Recuerdo que hace unos inviernos, en una idílica cabaña a orillas del Indico, cerca de Kilifi, ojeaba el Weekend Star cuando el vodka-tonic que bebía placenteramente cayó a mis pies estallando en mil pedazos. La razón fue el titular de un hombre condenado a diez años de cárcel por violar una cabra. El criminal vivía cerca de Malindi, una franja costera tan invadida por italianos como Formentera en Ferragosto. Estaba desesperado de ver a las coquetas ragazzas dorándose en las playas y se aliviaba con la cabra de su vecino. La justicia keniata llevó a la víctima al juicio –había que dilucidar si hubo consentimiento—y luego la puso en tratamiento psicológico.

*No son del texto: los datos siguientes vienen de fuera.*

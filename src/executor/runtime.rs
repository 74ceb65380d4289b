//! Worker runtimes: the interpreter plus the driver script it runs.
//!
//! A driver never embeds the generated source. It reads the source file named
//! by `CADFORGE_SOURCE`, runs it, checks the result binding explicitly and
//! exports through the runtime's own toolkit, speaking the stdout protocol in
//! [`super::protocol`].

use super::protocol::{EXPORT_FAILED_MARKER, MISSING_RESULT_EXIT, RESULT_MISSING_MARKER, RESULT_OK_MARKER};

/// How a freshly spawned worker process is set up.
pub trait WorkerRuntime: Send + Sync {
    /// Short name used in logs.
    fn name(&self) -> &'static str;

    /// Program that runs the driver script.
    fn program(&self) -> &str;

    /// File extension for the generated source fragment.
    fn source_extension(&self) -> &'static str;

    /// File extension for the driver script.
    fn driver_extension(&self) -> &'static str;

    /// Driver script text for the given result binding.
    fn render_driver(&self, binding: &str) -> String;
}

const BINDING_PLACEHOLDER: &str = "__CADFORGE_BINDING__";

fn fill_markers(template: &str, binding: &str) -> String {
    template
        .replace(BINDING_PLACEHOLDER, binding)
        .replace("__RESULT_OK__", RESULT_OK_MARKER)
        .replace("__RESULT_MISSING__", RESULT_MISSING_MARKER)
        .replace("__EXPORT_FAILED__", EXPORT_FAILED_MARKER)
        .replace("__MISSING_EXIT__", &MISSING_RESULT_EXIT.to_string())
}

const CADQUERY_DRIVER: &str = r#"import os
import sys
import traceback

SOURCE = os.environ["CADFORGE_SOURCE"]
OUTPUT_DIR = os.environ["CADFORGE_OUTPUT_DIR"]
UNIT_ID = os.environ["CADFORGE_UNIT_ID"]
FORMATS = [f for f in os.environ.get("CADFORGE_FORMATS", "").split(",") if f]
BINDING = "__CADFORGE_BINDING__"
EXPORT_TYPES = {"step": "STEP", "stl": "STL", "dxf": "DXF"}


def main():
    import cadquery as cq

    namespace = {"__name__": "__cadforge__", "cq": cq}
    with open(SOURCE, "r", encoding="utf-8") as fh:
        code = fh.read()
    try:
        exec(compile(code, SOURCE, "exec"), namespace)
    except SystemExit:
        traceback.print_exc()
        return 1

    if namespace.get(BINDING) is None:
        print("__RESULT_MISSING__ " + BINDING, flush=True)
        return __MISSING_EXIT__

    result = namespace[BINDING]
    print("__RESULT_OK__", flush=True)
    for fmt in FORMATS:
        path = os.path.join(OUTPUT_DIR, UNIT_ID + "." + fmt)
        try:
            cq.exporters.export(result, path, exportType=EXPORT_TYPES[fmt])
            print(fmt + ":" + path, flush=True)
        except Exception as exc:
            message = str(exc).replace("\n", " ") or type(exc).__name__
            print("__EXPORT_FAILED__ " + fmt + ": " + message, flush=True)
    return 0


if __name__ == "__main__":
    sys.exit(main())
"#;

/// Python worker that exports through CadQuery.
#[derive(Debug, Clone)]
pub struct CadQueryRuntime {
    interpreter: String,
}

impl CadQueryRuntime {
    pub fn new(interpreter: impl Into<String>) -> Self {
        Self {
            interpreter: interpreter.into(),
        }
    }
}

impl Default for CadQueryRuntime {
    fn default() -> Self {
        Self::new("python3")
    }
}

impl WorkerRuntime for CadQueryRuntime {
    fn name(&self) -> &'static str {
        "cadquery"
    }

    fn program(&self) -> &str {
        &self.interpreter
    }

    fn source_extension(&self) -> &'static str {
        "py"
    }

    fn driver_extension(&self) -> &'static str {
        "py"
    }

    fn render_driver(&self, binding: &str) -> String {
        fill_markers(CADQUERY_DRIVER, binding)
    }
}

// The "export" of the shell runtime writes the bound value's text to each
// format's file. Enough to drive the whole pipeline without a CAD kernel.
const SHELL_DRIVER: &str = r#"set -e
. "$CADFORGE_SOURCE"
set +e

if [ -z "${__CADFORGE_BINDING__+x}" ]; then
  echo "__RESULT_MISSING__ __CADFORGE_BINDING__"
  exit __MISSING_EXIT__
fi

echo "__RESULT_OK__"
for fmt in $(printf '%s' "$CADFORGE_FORMATS" | tr ',' ' '); do
  out="$CADFORGE_OUTPUT_DIR/$CADFORGE_UNIT_ID.$fmt"
  if err=$( { printf '%s\n' "$__CADFORGE_BINDING__" > "$out"; } 2>&1 ); then
    echo "$fmt:$out"
  else
    echo "__EXPORT_FAILED__ $fmt: $(printf '%s' "$err" | tr '\n' ' ')"
  fi
done
exit 0
"#;

/// POSIX shell worker. The generated code is sourced, so it binds the result
/// with a plain assignment (`result="..."`).
#[derive(Debug, Clone)]
pub struct ShellRuntime {
    shell: String,
}

impl ShellRuntime {
    pub fn new(shell: impl Into<String>) -> Self {
        Self {
            shell: shell.into(),
        }
    }
}

impl Default for ShellRuntime {
    fn default() -> Self {
        Self::new("sh")
    }
}

impl WorkerRuntime for ShellRuntime {
    fn name(&self) -> &'static str {
        "shell"
    }

    fn program(&self) -> &str {
        &self.shell
    }

    fn source_extension(&self) -> &'static str {
        "sh"
    }

    fn driver_extension(&self) -> &'static str {
        "sh"
    }

    fn render_driver(&self, binding: &str) -> String {
        fill_markers(SHELL_DRIVER, binding)
    }
}

#[cfg(test)]
mod tests {
    use super::*;

    #[test]
    fn cadquery_driver_checks_binding_explicitly() {
        let driver = CadQueryRuntime::default().render_driver("shape");
        assert!(driver.contains(r#"BINDING = "shape""#));
        assert!(driver.contains(RESULT_OK_MARKER));
        assert!(driver.contains(&format!("return {}", MISSING_RESULT_EXIT)));
        assert!(!driver.contains("__CADFORGE_BINDING__"));
        assert!(!driver.contains("__RESULT_OK__"));
    }

    #[test]
    fn shell_driver_substitutes_binding() {
        let driver = ShellRuntime::default().render_driver("result");
        assert!(driver.contains(r#"${result+x}"#));
        assert!(driver.contains(r#""$result""#));
        assert!(driver.contains(&format!("exit {}", MISSING_RESULT_EXIT)));
    }

    #[test]
    fn runtimes_report_programs() {
        assert_eq!(CadQueryRuntime::new("/opt/cq/bin/python").program(), "/opt/cq/bin/python");
        assert_eq!(ShellRuntime::default().program(), "sh");
        assert_eq!(ShellRuntime::default().source_extension(), "sh");
    }
}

Mucho tenemos que aprender en Baleares de la consideración caprina de los keniatas. Lo digo porque en los nueve siglos documentados (si eso no es tradición…) que llevan las cabras saltando alegremente por el Vedrá, jamás encontraron gente tan cruel como hoy en día. Su mayor depredador es el cabrón urbanita que presume de ecologista y no tiene ni idea de campo. Así se montó un safari caprino, ¡organizado por la Consellería de Medio Ambiente!, que degeneró en una cruel matanza que avergonzó a todo cazador amante de la naturaleza.

Las eco-excusas oficiales no convencieron y se montó justo escándalo. Las balas eran de calibre inadecuado y muchas piezas quedaron malheridas en los riscos, agonizando durante días, lo cual es imperdonable en el arte cinegético.

Pero algunas cabras sobrevivieron y hoy pasean sus cabritos por Vedrá, con el único miedo de divisar algún sanguinario irresponsable de medio ambiente. ¡Y quieren volver a la carga! En Kenia, a gente tan bestia, la arrojarían a los cocodrilos.